PROBLEM TO SOLVE: Your answer should repeat the listing in full, with no line missing or altered.

LISTED RECORDS:
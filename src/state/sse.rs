use tokio::sync::broadcast;

use crate::dto::sse::ServerEvent;

/// Broadcast hub fanning view updates out to every SSE subscriber.
pub struct SseHub {
    sender: broadcast::Sender<ServerEvent>,
}

impl SseHub {
    /// Construct a new hub backed by a Tokio broadcast channel with the given capacity.
    pub fn new(capacity: usize) -> Self {
        let (sender, _receiver) = broadcast::channel(capacity);
        Self { sender }
    }

    /// Register a new subscriber that will receive subsequent events.
    pub fn subscribe(&self) -> broadcast::Receiver<ServerEvent> {
        self.sender.subscribe()
    }

    /// Send an event to all current subscribers, ignoring delivery errors.
    pub fn broadcast(&self, event: ServerEvent) {
        let _ = self.sender.send(event);
    }

    /// Number of connected subscribers.
    pub fn receiver_count(&self) -> usize {
        self.sender.receiver_count()
    }
}

#[cfg(test)]
mod tests {
    use super::*;

    #[tokio::test]
    async fn delivers_to_every_subscriber() {
        let hub = SseHub::new(4);
        let mut first = hub.subscribe();
        let mut second = hub.subscribe();

        hub.broadcast(ServerEvent::new(Some("view".into()), "{}".into()));

        assert_eq!(first.recv().await.expect("first").data, "{}");
        assert_eq!(second.recv().await.expect("second").event.as_deref(), Some("view"));
        assert_eq!(hub.receiver_count(), 2);
    }
}
//! Persistence of the participant's self-asserted identity across restarts.

use std::{
    env, fs,
    io::ErrorKind,
    path::{Path, PathBuf},
    sync::Mutex,
};

use serde::{Deserialize, Serialize};
use thiserror::Error;
use tracing::{debug, info, warn};

/// Default location of the identity file.
const DEFAULT_IDENTITY_PATH: &str = "data/identity.json";
/// Environment variable that overrides [`DEFAULT_IDENTITY_PATH`].
const IDENTITY_PATH_ENV: &str = "COACHING_MATRIX_IDENTITY_PATH";

/// Cached identity of the local participant.
#[derive(Debug, Clone, Default, PartialEq, Eq, Serialize, Deserialize)]
pub struct LocalIdentity {
    /// Chosen display name, if any.
    #[serde(default)]
    pub participant_name: Option<String>,
    /// Last known submission flag; only a hint until the first fetch.
    #[serde(default)]
    pub has_submitted: bool,
}

/// Errors raised while persisting the identity.
#[derive(Debug, Error)]
pub enum IdentityError {
    /// The identity file or its directory could not be written.
    #[error("failed to write identity file `{path}`")]
    Write {
        /// File being written.
        path: PathBuf,
        /// Underlying I/O failure.
        #[source]
        source: std::io::Error,
    },
    /// The identity could not be serialised.
    #[error("failed to encode identity")]
    Encode(#[from] serde_json::Error),
}

/// Durable storage for [`LocalIdentity`].
pub trait IdentityStore: Send + Sync {
    /// Read the cached identity; a missing or unreadable cache yields the empty identity.
    fn load(&self) -> LocalIdentity;
    /// Replace the cached identity.
    fn save(&self, identity: &LocalIdentity) -> Result<(), IdentityError>;
}

/// JSON file backed identity store.
#[derive(Debug, Clone)]
pub struct FileIdentityStore {
    path: PathBuf,
}

impl FileIdentityStore {
    /// Store backed by the file at `path`.
    pub fn new(path: impl Into<PathBuf>) -> Self {
        Self { path: path.into() }
    }

    /// Store located at `COACHING_MATRIX_IDENTITY_PATH`, or the default path.
    pub fn from_env() -> Self {
        let path = env::var_os(IDENTITY_PATH_ENV)
            .map(PathBuf::from)
            .filter(|path| !path.as_os_str().is_empty())
            .unwrap_or_else(|| PathBuf::from(DEFAULT_IDENTITY_PATH));
        Self::new(path)
    }

    /// Location of the identity file.
    pub fn path(&self) -> &Path {
        &self.path
    }
}

impl IdentityStore for FileIdentityStore {
    fn load(&self) -> LocalIdentity {
        let path = &self.path;
        match fs::read_to_string(path) {
            Ok(contents) => match serde_json::from_str::<LocalIdentity>(&contents) {
                Ok(identity) => {
                    info!(
                        path = %path.display(),
                        has_name = identity.participant_name.is_some(),
                        "restored participant identity"
                    );
                    identity
                }
                Err(err) => {
                    warn!(
                        path = %path.display(),
                        error = %err,
                        "failed to parse identity file; starting anonymous"
                    );
                    LocalIdentity::default()
                }
            },
            Err(err) if err.kind() == ErrorKind::NotFound => {
                debug!(path = %path.display(), "no identity file; starting anonymous");
                LocalIdentity::default()
            }
            Err(err) => {
                warn!(
                    path = %path.display(),
                    error = %err,
                    "failed to read identity file; starting anonymous"
                );
                LocalIdentity::default()
            }
        }
    }

    fn save(&self, identity: &LocalIdentity) -> Result<(), IdentityError> {
        let encoded = serde_json::to_vec_pretty(identity)?;
        let write_err = |source| IdentityError::Write {
            path: self.path.clone(),
            source,
        };

        if let Some(parent) = self.path.parent().filter(|p| !p.as_os_str().is_empty()) {
            fs::create_dir_all(parent).map_err(write_err)?;
        }
        fs::write(&self.path, encoded).map_err(write_err)
    }
}

/// In-process identity store, mostly for tests.
#[derive(Debug, Default)]
pub struct MemoryIdentityStore {
    identity: Mutex<LocalIdentity>,
}

impl MemoryIdentityStore {
    /// Store seeded with `identity`.
    pub fn new(identity: LocalIdentity) -> Self {
        Self {
            identity: Mutex::new(identity),
        }
    }
}

impl IdentityStore for MemoryIdentityStore {
    fn load(&self) -> LocalIdentity {
        self.identity
            .lock()
            .map(|guard| guard.clone())
            .unwrap_or_default()
    }

    fn save(&self, identity: &LocalIdentity) -> Result<(), IdentityError> {
        if let Ok(mut guard) = self.identity.lock() {
            *guard = identity.clone();
        }
        Ok(())
    }
}

#[cfg(test)]
mod tests {
    use super::*;

    fn temp_path(tag: &str) -> PathBuf {
        env::temp_dir()
            .join(format!("coaching-matrix-{tag}-{}", uuid::Uuid::new_v4()))
            .join("identity.json")
    }

    #[test]
    fn missing_file_yields_anonymous_identity() {
        let store = FileIdentityStore::new(temp_path("missing"));
        assert_eq!(store.load(), LocalIdentity::default());
    }

    #[test]
    fn saved_identity_is_restored() {
        let store = FileIdentityStore::new(temp_path("roundtrip"));
        let identity = LocalIdentity {
            participant_name: Some("Ana".into()),
            has_submitted: true,
        };

        store.save(&identity).expect("save identity");

        assert_eq!(store.load(), identity);
        let _ = fs::remove_dir_all(store.path().parent().expect("parent dir"));
    }

    #[test]
    fn corrupt_file_yields_anonymous_identity() {
        let path = temp_path("corrupt");
        fs::create_dir_all(path.parent().expect("parent dir")).expect("create dir");
        fs::write(&path, b"{not json").expect("write file");

        let store = FileIdentityStore::new(&path);

        assert_eq!(store.load(), LocalIdentity::default());
        let _ = fs::remove_dir_all(path.parent().expect("parent dir"));
    }
}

SOLVED PROBLEM:
filename src/state/sse.rs
use tokio::sync::broadcast;

use crate::dto::sse::ServerEvent;

/// Broadcast hub fanning view updates out to every SSE subscriber.
pub struct SseHub {
    sender: broadcast::Sender<ServerEvent>,
}

impl SseHub {
    /// Construct a new hub backed by a Tokio broadcast channel with the given capacity.
    pub fn new(capacity: usize) -> Self {
        let (sender, _receiver) = broadcast::channel(capacity);
        Self { sender }
    }

    /// Register a new subscriber that will receive subsequent events.
    pub fn subscribe(&self) -> broadcast::Receiver<ServerEvent> {
        self.sender.subscribe()
    }

    /// Send an event to all current subscribers, ignoring delivery errors.
    pub fn broadcast(&self, event: ServerEvent) {
        let _ = self.sender.send(event);
    }

    /// Number of connected subscribers.
    pub fn receiver_count(&self) -> usize {
        self.sender.receiver_count()
    }
}

#[cfg(test)]
mod tests {
    use super::*;

    #[tokio::test]
    async fn delivers_to_every_subscriber() {
        let hub = SseHub::new(4);
        let mut first = hub.subscribe();
        let mut second = hub.subscribe();

        hub.broadcast(ServerEvent::new(Some("view".into()), "{}".into()));

        assert_eq!(first.recv().await.expect("first").data, "{}");
        assert_eq!(second.recv().await.expect("second").event.as_deref(), Some("view"));
        assert_eq!(hub.receiver_count(), 2);
    }
}
//! Persistence of the participant's self-asserted identity across restarts.

use std::{
    env, fs,
    io::ErrorKind,
    path::{Path, PathBuf},
    sync::Mutex,
};

use serde::{Deserialize, Serialize};
use thiserror::Error;
use tracing::{debug, info, warn};

/// Default location of the identity file.
const DEFAULT_IDENTITY_PATH: &str = "data/identity.json";
/// Environment variable that overrides [`DEFAULT_IDENTITY_PATH`].
const IDENTITY_PATH_ENV: &str = "COACHING_MATRIX_IDENTITY_PATH";

/// Cached identity of the local participant.
#[derive(Debug, Clone, Default, PartialEq, Eq, Serialize, Deserialize)]
pub struct LocalIdentity {
    /// Chosen display name, if any.
    #[serde(default)]
    pub participant_name: Option<String>,
    /// Last known submission flag; only a hint until the first fetch.
    #[serde(default)]
    pub has_submitted: bool,
}

/// Errors raised while persisting the identity.
#[derive(Debug, Error)]
pub enum IdentityError {
    /// The identity file or its directory could not be written.
    #[error("failed to write identity file `{path}`")]
    Write {
        /// File being written.
        path: PathBuf,
        /// Underlying I/O failure.
        #[source]
        source: std::io::Error,
    },
    /// The identity could not be serialised.
    #[error("failed to encode identity")]
    Encode(#[from] serde_json::Error),
}

/// Durable storage for [`LocalIdentity`].
pub trait IdentityStore: Send + Sync {
    /// Read the cached identity; a missing or unreadable cache yields the empty identity.
    fn load(&self) -> LocalIdentity;
    /// Replace the cached identity.
    fn save(&self, identity: &LocalIdentity) -> Result<(), IdentityError>;
}

/// JSON file backed identity store.
#[derive(Debug, Clone)]
pub struct FileIdentityStore {
    path: PathBuf,
}

impl FileIdentityStore {
    /// Store backed by the file at `path`.
    pub fn new(path: impl Into<PathBuf>) -> Self {
        Self { path: path.into() }
    }

    /// Store located at `COACHING_MATRIX_IDENTITY_PATH`, or the default path.
    pub fn from_env() -> Self {
        let path = env::var_os(IDENTITY_PATH_ENV)
            .map(PathBuf::from)
            .filter(|path| !path.as_os_str().is_empty())
            .unwrap_or_else(|| PathBuf::from(DEFAULT_IDENTITY_PATH));
        Self::new(path)
    }

    /// Location of the identity file.
    pub fn path(&self) -> &Path {
        &self.path
    }
}

impl IdentityStore for FileIdentityStore {
    fn load(&self) -> LocalIdentity {
        let path = &self.path;
        match fs::read_to_string(path) {
            Ok(contents) => match serde_json::from_str::<LocalIdentity>(&contents) {
                Ok(identity) => {
                    info!(
                        path = %path.display(),
                        has_name = identity.participant_name.is_some(),
                        "restored participant identity"
                    );
                    identity
                }
                Err(err) => {
                    warn!(
                        path = %path.display(),
                        error = %err,
                        "failed to parse identity file; starting anonymous"
                    );
                    LocalIdentity::default()
                }
            },
            Err(err) if err.kind() == ErrorKind::NotFound => {
                debug!(path = %path.display(), "no identity file; starting anonymous");
                LocalIdentity::default()
            }
            Err(err) => {
                warn!(
                    path = %path.display(),
                    error = %err,
                    "failed to read identity file; starting anonymous"
                );
                LocalIdentity::default()
            }
        }
    }

    fn save(&self, identity: &LocalIdentity) -> Result<(), IdentityError> {
        let encoded = serde_json::to_vec_pretty(identity)?;
        let write_err = |source| IdentityError::Write {
            path: self.path.clone(),
            source,
        };

        if let Some(parent) = self.path.parent().filter(|p| !p.as_os_str().is_empty()) {
            fs::create_dir_all(parent).map_err(write_err)?;
        }
        fs::write(&self.path, encoded).map_err(write_err)
    }
}

/// In-process identity store, mostly for tests.
#[derive(Debug, Default)]
pub struct MemoryIdentityStore {
    identity: Mutex<LocalIdentity>,
}

impl MemoryIdentityStore {
    /// Store seeded with `identity`.
    pub fn new(identity: LocalIdentity) -> Self {
        Self {
            identity: Mutex::new(identity),
        }
    }
}

impl IdentityStore for MemoryIdentityStore {
    fn load(&self) -> LocalIdentity {
        self.identity
            .lock()
            .map(|guard| guard.clone())
            .unwrap_or_default()
    }

    fn save(&self, identity: &LocalIdentity) -> Result<(), IdentityError> {
        if let Ok(mut guard) = self.identity.lock() {
            *guard = identity.clone();
        }
        Ok(())
    }
}

#[cfg(test)]
mod tests {
    use super::*;

    fn temp_path(tag: &str) -> PathBuf {
        env::temp_dir()
            .join(format!("coaching-matrix-{tag}-{}", uuid::Uuid::new_v4()))
            .join("identity.json")
    }

    #[test]
    fn missing_file_yields_anonymous_identity() {
        let store = FileIdentityStore::new(temp_path("missing"));
        assert_eq!(store.load(), LocalIdentity::default());
    }

    #[test]
    fn saved_identity_is_restored() {
        let store = FileIdentityStore::new(temp_path("roundtrip"));
        let identity = LocalIdentity {
            participant_name: Some("Ana".into()),
            has_submitted: true,
        };

        store.save(&identity).expect("save identity");

        assert_eq!(store.load(), identity);
        let _ = fs::remove_dir_all(store.path().parent().expect("parent dir"));
    }

    #[test]
    fn corrupt_file_yields_anonymous_identity() {
        let path = temp_path("corrupt");
        fs::create_dir_all(path.parent().expect("parent dir")).expect("create dir");
        fs::write(&path, b"{not json").expect("write file");

        let store = FileIdentityStore::new(&path);

        assert_eq!(store.load(), LocalIdentity::default());
        let _ = fs::remove_dir_all(path.parent().expect("parent dir"));
    }
}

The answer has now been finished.